**** Input records
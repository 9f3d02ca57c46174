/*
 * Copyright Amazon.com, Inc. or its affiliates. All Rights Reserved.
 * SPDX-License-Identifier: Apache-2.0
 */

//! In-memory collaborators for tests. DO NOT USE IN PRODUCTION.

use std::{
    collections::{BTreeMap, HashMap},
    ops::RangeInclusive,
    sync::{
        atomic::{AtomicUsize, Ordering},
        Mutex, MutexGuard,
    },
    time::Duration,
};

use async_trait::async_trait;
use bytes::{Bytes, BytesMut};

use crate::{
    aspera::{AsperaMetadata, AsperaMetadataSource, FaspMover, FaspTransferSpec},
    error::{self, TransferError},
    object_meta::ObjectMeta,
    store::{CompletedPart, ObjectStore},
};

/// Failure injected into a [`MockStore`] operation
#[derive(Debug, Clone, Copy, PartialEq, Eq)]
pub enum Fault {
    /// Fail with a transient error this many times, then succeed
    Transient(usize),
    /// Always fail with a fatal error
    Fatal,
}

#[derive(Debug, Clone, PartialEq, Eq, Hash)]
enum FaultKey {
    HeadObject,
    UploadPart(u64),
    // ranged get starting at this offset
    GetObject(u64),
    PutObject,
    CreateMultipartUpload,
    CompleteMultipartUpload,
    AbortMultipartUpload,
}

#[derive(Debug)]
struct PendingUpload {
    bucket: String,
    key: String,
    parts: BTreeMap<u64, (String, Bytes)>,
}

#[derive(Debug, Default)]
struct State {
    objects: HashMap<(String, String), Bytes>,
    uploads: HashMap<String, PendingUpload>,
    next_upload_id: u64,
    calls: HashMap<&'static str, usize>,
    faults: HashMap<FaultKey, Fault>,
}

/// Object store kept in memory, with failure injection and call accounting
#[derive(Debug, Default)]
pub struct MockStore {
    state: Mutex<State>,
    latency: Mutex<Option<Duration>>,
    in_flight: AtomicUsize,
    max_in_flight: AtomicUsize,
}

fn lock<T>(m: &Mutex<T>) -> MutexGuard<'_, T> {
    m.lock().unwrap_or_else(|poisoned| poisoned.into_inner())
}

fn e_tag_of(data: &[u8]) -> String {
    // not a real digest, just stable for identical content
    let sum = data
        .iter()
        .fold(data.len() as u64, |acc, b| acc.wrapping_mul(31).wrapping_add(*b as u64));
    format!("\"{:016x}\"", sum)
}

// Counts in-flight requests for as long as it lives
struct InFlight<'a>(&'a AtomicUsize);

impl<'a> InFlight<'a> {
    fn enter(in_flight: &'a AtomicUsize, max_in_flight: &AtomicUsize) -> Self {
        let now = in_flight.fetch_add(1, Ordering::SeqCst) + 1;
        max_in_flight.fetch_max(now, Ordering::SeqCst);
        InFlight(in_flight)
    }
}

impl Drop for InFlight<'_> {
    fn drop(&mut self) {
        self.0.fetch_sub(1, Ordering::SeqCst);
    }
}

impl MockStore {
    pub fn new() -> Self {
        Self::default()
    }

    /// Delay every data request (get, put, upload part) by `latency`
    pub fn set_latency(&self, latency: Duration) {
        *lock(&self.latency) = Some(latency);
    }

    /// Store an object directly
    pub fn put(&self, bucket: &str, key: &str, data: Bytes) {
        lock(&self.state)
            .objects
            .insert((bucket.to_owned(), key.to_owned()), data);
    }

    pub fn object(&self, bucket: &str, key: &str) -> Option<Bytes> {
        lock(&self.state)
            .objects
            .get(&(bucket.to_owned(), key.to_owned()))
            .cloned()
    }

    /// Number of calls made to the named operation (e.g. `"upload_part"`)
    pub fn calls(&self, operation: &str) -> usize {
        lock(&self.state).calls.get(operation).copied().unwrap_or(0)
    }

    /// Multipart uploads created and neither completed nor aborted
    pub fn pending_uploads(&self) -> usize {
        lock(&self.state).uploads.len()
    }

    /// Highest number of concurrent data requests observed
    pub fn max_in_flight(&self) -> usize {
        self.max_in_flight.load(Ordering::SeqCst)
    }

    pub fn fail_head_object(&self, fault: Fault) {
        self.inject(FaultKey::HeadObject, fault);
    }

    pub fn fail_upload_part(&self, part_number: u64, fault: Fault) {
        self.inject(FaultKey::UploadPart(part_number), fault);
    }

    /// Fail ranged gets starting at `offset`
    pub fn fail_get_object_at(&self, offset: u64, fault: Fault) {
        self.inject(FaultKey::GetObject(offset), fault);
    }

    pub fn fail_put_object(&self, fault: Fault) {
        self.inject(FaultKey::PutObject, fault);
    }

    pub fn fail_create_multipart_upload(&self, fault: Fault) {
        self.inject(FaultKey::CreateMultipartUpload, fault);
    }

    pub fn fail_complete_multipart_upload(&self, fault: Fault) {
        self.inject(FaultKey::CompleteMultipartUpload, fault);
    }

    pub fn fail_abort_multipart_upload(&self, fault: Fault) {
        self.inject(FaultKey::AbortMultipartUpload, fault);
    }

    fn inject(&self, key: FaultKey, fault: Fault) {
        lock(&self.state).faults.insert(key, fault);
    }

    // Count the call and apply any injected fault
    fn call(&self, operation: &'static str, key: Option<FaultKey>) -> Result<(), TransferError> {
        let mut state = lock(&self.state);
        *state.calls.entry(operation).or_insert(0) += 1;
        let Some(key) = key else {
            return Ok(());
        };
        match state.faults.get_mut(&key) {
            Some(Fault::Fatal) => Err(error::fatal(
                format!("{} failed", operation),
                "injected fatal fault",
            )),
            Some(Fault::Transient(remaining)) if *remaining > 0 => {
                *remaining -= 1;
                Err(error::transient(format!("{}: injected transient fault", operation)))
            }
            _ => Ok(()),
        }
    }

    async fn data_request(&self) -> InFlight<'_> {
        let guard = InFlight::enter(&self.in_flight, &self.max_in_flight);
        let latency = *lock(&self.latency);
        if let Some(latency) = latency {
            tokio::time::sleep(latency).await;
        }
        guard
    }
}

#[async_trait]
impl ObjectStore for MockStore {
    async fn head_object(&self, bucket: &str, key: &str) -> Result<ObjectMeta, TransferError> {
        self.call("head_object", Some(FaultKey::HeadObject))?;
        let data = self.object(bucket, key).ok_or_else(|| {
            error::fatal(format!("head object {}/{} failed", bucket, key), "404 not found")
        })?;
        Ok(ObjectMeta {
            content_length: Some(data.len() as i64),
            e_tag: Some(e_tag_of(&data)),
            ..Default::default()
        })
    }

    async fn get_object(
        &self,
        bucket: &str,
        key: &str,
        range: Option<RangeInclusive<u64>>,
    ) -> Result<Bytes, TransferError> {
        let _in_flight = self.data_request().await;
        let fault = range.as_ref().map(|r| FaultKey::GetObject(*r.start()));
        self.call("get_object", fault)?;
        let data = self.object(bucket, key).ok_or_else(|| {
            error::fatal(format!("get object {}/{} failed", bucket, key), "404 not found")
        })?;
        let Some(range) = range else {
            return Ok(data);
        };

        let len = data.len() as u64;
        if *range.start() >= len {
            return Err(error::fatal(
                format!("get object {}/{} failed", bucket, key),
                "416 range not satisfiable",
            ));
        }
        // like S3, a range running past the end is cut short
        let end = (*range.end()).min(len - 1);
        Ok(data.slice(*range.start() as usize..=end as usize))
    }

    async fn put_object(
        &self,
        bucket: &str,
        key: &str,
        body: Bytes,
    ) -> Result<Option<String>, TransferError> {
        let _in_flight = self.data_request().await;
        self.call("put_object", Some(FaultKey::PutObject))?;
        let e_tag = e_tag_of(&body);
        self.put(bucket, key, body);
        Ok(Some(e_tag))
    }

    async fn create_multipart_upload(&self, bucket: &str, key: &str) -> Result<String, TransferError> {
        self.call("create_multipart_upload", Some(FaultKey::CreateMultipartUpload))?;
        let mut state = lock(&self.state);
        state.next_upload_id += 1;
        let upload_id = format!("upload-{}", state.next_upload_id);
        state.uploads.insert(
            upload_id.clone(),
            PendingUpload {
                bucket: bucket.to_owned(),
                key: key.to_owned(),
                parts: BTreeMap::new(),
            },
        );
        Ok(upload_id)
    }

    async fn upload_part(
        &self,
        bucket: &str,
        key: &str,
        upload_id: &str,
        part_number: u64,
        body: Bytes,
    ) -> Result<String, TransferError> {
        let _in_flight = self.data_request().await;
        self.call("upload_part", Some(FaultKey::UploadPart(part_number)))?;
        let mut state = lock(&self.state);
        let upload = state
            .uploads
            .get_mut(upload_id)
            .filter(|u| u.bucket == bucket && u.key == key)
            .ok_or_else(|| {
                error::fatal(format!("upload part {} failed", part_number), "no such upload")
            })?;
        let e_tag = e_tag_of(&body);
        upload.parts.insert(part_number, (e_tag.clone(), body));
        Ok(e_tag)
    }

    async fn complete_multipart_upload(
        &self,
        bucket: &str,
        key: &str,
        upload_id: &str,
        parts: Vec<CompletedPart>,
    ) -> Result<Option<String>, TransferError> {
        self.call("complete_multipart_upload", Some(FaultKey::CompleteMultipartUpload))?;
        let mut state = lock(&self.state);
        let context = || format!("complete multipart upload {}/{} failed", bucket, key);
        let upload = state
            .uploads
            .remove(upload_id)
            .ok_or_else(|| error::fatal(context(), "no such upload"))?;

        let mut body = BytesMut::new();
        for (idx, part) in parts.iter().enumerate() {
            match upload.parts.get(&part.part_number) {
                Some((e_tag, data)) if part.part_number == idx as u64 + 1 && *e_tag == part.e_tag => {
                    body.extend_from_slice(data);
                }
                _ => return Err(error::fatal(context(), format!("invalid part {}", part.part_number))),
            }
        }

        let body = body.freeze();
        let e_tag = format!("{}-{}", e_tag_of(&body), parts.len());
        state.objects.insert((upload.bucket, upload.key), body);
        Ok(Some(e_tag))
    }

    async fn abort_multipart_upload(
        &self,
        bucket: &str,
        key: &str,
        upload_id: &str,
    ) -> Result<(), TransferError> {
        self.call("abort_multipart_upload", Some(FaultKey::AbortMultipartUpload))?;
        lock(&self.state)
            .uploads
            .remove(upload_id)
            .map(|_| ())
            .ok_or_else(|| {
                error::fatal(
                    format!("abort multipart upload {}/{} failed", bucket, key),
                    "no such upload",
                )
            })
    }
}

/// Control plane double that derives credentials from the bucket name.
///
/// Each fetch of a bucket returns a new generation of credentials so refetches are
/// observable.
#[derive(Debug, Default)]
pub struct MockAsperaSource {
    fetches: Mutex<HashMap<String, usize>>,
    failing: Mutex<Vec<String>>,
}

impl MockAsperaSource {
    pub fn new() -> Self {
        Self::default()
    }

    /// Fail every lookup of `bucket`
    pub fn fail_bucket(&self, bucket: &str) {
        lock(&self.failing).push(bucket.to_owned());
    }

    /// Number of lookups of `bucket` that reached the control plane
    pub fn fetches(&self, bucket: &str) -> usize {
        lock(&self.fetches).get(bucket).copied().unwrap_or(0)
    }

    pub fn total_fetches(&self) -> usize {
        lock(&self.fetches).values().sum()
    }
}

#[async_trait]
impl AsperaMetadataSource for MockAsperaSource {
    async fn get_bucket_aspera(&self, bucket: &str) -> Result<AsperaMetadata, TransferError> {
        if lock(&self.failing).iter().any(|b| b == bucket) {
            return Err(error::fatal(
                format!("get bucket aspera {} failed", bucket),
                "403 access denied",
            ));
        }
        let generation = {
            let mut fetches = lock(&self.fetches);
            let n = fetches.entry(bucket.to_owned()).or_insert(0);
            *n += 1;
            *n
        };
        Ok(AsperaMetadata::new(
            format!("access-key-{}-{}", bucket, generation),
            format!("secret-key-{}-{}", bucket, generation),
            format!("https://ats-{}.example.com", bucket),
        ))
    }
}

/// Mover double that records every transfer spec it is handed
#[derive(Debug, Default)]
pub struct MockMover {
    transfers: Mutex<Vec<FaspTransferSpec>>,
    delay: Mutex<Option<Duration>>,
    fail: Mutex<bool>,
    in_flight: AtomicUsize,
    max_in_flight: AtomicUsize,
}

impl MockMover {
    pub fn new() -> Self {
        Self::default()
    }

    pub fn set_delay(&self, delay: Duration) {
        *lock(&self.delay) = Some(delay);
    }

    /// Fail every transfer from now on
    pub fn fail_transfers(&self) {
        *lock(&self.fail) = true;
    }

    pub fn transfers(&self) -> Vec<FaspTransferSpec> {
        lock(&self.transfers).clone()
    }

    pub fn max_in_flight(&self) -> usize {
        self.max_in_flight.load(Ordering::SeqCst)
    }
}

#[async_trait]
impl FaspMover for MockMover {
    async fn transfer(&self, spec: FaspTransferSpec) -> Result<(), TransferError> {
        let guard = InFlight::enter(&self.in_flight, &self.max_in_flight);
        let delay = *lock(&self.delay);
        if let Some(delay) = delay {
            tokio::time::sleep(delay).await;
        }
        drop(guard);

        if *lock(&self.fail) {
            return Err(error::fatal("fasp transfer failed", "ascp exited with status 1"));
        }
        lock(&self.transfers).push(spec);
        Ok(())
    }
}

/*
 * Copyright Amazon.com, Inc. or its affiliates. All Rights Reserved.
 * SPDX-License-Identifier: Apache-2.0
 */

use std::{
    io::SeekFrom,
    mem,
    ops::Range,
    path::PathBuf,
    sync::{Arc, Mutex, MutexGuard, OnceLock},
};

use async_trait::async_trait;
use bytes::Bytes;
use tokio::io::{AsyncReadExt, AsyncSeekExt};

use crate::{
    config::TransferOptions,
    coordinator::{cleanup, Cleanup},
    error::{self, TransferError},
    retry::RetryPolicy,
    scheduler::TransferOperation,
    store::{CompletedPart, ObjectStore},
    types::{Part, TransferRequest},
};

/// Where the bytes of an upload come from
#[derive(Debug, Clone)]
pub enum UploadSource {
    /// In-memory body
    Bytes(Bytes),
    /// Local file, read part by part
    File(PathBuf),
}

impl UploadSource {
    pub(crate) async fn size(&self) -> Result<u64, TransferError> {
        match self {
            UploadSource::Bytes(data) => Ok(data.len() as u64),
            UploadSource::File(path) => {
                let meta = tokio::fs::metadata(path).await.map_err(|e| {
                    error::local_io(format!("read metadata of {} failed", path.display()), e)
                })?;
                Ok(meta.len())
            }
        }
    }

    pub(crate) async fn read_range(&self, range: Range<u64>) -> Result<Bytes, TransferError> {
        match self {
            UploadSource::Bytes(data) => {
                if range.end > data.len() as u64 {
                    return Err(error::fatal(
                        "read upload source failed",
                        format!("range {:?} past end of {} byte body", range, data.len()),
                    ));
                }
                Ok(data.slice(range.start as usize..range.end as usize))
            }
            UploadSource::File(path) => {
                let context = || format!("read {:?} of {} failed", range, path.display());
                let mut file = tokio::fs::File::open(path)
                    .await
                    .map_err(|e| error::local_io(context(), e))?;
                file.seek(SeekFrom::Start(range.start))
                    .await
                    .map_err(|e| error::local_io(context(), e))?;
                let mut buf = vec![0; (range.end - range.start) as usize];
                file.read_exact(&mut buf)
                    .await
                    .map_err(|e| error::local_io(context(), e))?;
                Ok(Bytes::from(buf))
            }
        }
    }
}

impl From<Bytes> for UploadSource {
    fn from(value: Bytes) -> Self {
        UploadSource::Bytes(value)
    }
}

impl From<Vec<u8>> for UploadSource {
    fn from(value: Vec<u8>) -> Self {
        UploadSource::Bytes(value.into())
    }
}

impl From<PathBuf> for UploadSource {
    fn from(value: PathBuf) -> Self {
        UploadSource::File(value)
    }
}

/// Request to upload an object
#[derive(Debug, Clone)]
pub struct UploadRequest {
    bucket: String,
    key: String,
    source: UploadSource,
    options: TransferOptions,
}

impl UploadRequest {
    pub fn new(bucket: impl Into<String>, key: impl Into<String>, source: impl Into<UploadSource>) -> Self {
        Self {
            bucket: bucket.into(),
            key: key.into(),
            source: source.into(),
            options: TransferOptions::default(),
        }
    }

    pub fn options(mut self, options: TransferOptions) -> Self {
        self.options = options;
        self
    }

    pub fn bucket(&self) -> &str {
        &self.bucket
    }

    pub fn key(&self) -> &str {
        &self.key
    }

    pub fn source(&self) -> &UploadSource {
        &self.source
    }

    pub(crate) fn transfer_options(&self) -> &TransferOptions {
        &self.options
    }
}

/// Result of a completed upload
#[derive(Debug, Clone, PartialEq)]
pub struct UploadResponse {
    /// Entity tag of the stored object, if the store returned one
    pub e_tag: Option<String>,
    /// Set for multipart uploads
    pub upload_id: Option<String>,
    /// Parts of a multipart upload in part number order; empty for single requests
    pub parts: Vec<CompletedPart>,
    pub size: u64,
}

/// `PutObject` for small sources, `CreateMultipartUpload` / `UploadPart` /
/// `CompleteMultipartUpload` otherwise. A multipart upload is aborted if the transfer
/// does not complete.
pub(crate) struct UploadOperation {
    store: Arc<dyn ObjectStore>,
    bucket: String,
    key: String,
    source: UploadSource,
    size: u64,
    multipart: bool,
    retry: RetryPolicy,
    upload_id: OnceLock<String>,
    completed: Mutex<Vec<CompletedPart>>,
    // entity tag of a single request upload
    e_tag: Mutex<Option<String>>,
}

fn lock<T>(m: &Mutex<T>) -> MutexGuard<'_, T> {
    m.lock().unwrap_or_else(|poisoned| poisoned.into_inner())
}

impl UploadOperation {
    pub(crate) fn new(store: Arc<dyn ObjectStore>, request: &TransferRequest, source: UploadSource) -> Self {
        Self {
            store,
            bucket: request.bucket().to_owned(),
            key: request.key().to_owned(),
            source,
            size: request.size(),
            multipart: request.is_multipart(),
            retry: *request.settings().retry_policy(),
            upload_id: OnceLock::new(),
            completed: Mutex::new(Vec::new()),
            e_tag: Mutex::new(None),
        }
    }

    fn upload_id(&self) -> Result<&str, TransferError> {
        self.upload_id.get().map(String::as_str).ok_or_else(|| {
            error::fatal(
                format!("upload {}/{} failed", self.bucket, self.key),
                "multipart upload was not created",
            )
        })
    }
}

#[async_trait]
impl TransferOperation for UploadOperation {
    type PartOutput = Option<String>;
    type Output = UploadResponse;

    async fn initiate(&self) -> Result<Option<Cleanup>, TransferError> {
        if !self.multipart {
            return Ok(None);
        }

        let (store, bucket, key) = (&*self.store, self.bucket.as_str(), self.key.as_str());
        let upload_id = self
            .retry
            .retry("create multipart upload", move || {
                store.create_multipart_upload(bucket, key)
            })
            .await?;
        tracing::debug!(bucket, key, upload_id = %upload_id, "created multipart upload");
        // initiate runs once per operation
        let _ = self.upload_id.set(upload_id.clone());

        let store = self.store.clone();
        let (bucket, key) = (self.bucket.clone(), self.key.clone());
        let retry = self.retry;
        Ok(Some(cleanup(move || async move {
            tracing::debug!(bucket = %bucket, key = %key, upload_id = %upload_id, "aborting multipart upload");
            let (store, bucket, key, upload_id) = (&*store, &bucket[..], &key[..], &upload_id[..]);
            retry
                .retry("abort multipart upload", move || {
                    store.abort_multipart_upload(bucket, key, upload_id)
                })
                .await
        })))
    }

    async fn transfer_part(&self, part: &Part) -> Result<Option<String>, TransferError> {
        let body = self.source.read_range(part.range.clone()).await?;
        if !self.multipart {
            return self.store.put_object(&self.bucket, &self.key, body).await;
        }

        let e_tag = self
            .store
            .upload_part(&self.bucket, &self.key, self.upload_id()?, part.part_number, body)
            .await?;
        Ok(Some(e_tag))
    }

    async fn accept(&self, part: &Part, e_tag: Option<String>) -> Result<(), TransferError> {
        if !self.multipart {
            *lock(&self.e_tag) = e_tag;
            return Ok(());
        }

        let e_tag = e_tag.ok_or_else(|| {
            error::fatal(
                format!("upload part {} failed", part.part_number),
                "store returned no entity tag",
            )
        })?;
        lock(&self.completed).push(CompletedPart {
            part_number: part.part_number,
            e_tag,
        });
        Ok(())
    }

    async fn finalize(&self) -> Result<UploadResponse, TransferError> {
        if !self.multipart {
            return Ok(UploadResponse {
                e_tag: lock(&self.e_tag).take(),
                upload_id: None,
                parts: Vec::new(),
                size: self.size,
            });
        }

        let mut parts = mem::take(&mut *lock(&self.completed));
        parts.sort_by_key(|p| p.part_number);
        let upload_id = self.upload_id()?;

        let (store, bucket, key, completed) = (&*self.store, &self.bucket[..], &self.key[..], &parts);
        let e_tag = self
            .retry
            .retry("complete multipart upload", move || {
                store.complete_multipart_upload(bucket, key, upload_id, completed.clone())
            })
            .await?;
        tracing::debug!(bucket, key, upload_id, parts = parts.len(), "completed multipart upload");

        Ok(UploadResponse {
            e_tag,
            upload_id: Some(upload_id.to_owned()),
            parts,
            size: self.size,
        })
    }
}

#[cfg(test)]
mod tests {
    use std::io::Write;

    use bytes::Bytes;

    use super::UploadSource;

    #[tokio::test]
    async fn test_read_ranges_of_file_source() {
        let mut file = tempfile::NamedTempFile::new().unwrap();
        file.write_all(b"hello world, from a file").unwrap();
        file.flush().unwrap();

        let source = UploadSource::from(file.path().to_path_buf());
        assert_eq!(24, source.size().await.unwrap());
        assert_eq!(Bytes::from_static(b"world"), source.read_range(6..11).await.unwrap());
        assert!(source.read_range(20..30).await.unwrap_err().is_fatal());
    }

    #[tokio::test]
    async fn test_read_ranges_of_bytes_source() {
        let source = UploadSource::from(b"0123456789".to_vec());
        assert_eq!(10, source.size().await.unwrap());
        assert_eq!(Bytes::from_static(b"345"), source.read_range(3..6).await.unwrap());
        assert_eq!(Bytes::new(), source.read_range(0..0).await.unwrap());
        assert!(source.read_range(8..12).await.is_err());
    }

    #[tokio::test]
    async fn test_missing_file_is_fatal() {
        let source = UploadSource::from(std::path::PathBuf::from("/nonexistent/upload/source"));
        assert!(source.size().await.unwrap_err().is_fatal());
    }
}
********
Work to complete.
Could you please copy the lines above exactly, beginning at the first and ending at the line that contains "fn enter(in_flight: &'a"?

Expected answer.
repository 9f3d02ca57c46174
/*
 * Copyright Amazon.com, Inc. or its affiliates. All Rights Reserved.
 * SPDX-License-Identifier: Apache-2.0
 */

//! In-memory collaborators for tests. DO NOT USE IN PRODUCTION.

use std::{
    collections::{BTreeMap, HashMap},
    ops::RangeInclusive,
    sync::{
        atomic::{AtomicUsize, Ordering},
        Mutex, MutexGuard,
    },
    time::Duration,
};

use async_trait::async_trait;
use bytes::{Bytes, BytesMut};

use crate::{
    aspera::{AsperaMetadata, AsperaMetadataSource, FaspMover, FaspTransferSpec},
    error::{self, TransferError},
    object_meta::ObjectMeta,
    store::{CompletedPart, ObjectStore},
};

/// Failure injected into a [`MockStore`] operation
#[derive(Debug, Clone, Copy, PartialEq, Eq)]
pub enum Fault {
    /// Fail with a transient error this many times, then succeed
    Transient(usize),
    /// Always fail with a fatal error
    Fatal,
}

#[derive(Debug, Clone, PartialEq, Eq, Hash)]
enum FaultKey {
    HeadObject,
    UploadPart(u64),
    // ranged get starting at this offset
    GetObject(u64),
    PutObject,
    CreateMultipartUpload,
    CompleteMultipartUpload,
    AbortMultipartUpload,
}

#[derive(Debug)]
struct PendingUpload {
    bucket: String,
    key: String,
    parts: BTreeMap<u64, (String, Bytes)>,
}

#[derive(Debug, Default)]
struct State {
    objects: HashMap<(String, String), Bytes>,
    uploads: HashMap<String, PendingUpload>,
    next_upload_id: u64,
    calls: HashMap<&'static str, usize>,
    faults: HashMap<FaultKey, Fault>,
}

/// Object store kept in memory, with failure injection and call accounting
#[derive(Debug, Default)]
pub struct MockStore {
    state: Mutex<State>,
    latency: Mutex<Option<Duration>>,
    in_flight: AtomicUsize,
    max_in_flight: AtomicUsize,
}

fn lock<T>(m: &Mutex<T>) -> MutexGuard<'_, T> {
    m.lock().unwrap_or_else(|poisoned| poisoned.into_inner())
}

fn e_tag_of(data: &[u8]) -> String {
    // not a real digest, just stable for identical content
    let sum = data
        .iter()
        .fold(data.len() as u64, |acc, b| acc.wrapping_mul(31).wrapping_add(*b as u64));
    format!("\"{:016x}\"", sum)
}

// Counts in-flight requests for as long as it lives
struct InFlight<'a>(&'a AtomicUsize);

impl<'a> InFlight<'a> {
    fn enter(in_flight: &'a AtomicUsize, max_in_flight: &AtomicUsize) -> Self {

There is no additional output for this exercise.